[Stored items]
========

// ==========================================
// 待打包订单发运系统 - 发运单导入器实现
// ==========================================
// 职责: 整合导入流程，从上传内容到 ImportRow 列表
// 流程: 解析 → 列定位 → 映射/校验（任一行失败则整体失败）
// ==========================================

use crate::config::DispatchConfigReader;
use crate::importer::error::{ImportError, ImportResult};
use crate::importer::file_parser::UniversalFileParser;
use crate::importer::importer_trait::{FieldMapper, ImportOutcome, ShipmentImporter};
use async_trait::async_trait;
use std::time::Instant;
use tracing::{debug, info, instrument, warn};

// ==========================================
// ShipmentImporterImpl - 发运单导入器实现
// ==========================================
pub struct ShipmentImporterImpl<C>
where
    C: DispatchConfigReader,
{
    // 配置读取器
    config: C,

    // 导入组件
    file_parser: UniversalFileParser,
    field_mapper: Box<dyn FieldMapper>,
}

impl<C> ShipmentImporterImpl<C>
where
    C: DispatchConfigReader,
{
    /// 创建新的导入器实例
    ///
    /// # 参数
    /// - config: 配置读取器（列定位模式）
    /// - field_mapper: 字段映射器
    pub fn new(config: C, field_mapper: Box<dyn FieldMapper>) -> Self {
        Self {
            config,
            file_parser: UniversalFileParser,
            field_mapper,
        }
    }
}

#[async_trait]
impl<C> ShipmentImporter for ShipmentImporterImpl<C>
where
    C: DispatchConfigReader + Send + Sync,
{
    #[instrument(skip(self, bytes), fields(size = bytes.len()))]
    async fn import_bytes(&self, file_name: &str, bytes: &[u8]) -> ImportResult<ImportOutcome> {
        let start_time = Instant::now();
        info!(file_name = %file_name, "开始导入发运单");

        // === 步骤 1: 解析文件 ===
        debug!("步骤 1: 解析文件");
        let sheet = self.file_parser.parse(file_name, bytes).map_err(|e| {
            warn!(error = %e, "文件解析失败");
            e
        })?;
        info!(
            data_rows = sheet.rows.len(),
            blank_rows = sheet.blank_rows,
            "文件解析完成"
        );

        // === 步骤 2: 列定位 ===
        debug!("步骤 2: 列定位");
        let mode = self
            .config
            .get_column_mode()
            .await
            .map_err(|e| ImportError::ConfigError(e.to_string()))?;
        let layout = self.field_mapper.resolve_layout(&sheet.headers, mode)?;
        debug!(mode = %layout.mode(), "列定位完成");

        // === 步骤 3: 字段映射 ===
        // 任一行失败即中止，已解析的行全部丢弃
        debug!("步骤 3: 字段映射");
        let mut rows = Vec::with_capacity(sheet.rows.len());
        for raw in &sheet.rows {
            let row = self.field_mapper.map_row(&layout, raw).map_err(|e| {
                warn!(row_number = raw.row_number, error = %e, "字段映射失败");
                e
            })?;
            rows.push(row);
        }

        let elapsed_time = start_time.elapsed();
        info!(
            rows = rows.len(),
            elapsed_ms = elapsed_time.as_millis() as u64,
            "发运单导入完成"
        );

        Ok(ImportOutcome {
            rows,
            blank_rows_skipped: sheet.blank_rows,
            column_mode: mode,
            elapsed_time,
        })
    }
}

========

# Requirement:
Please retype, with no changes, the lines that run from the first line of the entries to the line with "- field_mapper: 字段映射器", both ends included.

# Task solution:
// ==========================================
// 待打包订单发运系统 - 发运单导入器实现
// ==========================================
// 职责: 整合导入流程，从上传内容到 ImportRow 列表
// 流程: 解析 → 列定位 → 映射/校验（任一行失败则整体失败）
// ==========================================

use crate::config::DispatchConfigReader;
use crate::importer::error::{ImportError, ImportResult};
use crate::importer::file_parser::UniversalFileParser;
use crate::importer::importer_trait::{FieldMapper, ImportOutcome, ShipmentImporter};
use async_trait::async_trait;
use std::time::Instant;
use tracing::{debug, info, instrument, warn};

// ==========================================
// ShipmentImporterImpl - 发运单导入器实现
// ==========================================
pub struct ShipmentImporterImpl<C>
where
    C: DispatchConfigReader,
{
    // 配置读取器
    config: C,

    // 导入组件
    file_parser: UniversalFileParser,
    field_mapper: Box<dyn FieldMapper>,
}

impl<C> ShipmentImporterImpl<C>
where
    C: DispatchConfigReader,
{
    /// 创建新的导入器实例
    ///
    /// # 参数
    /// - config: 配置读取器（列定位模式）
    /// - field_mapper: 字段映射器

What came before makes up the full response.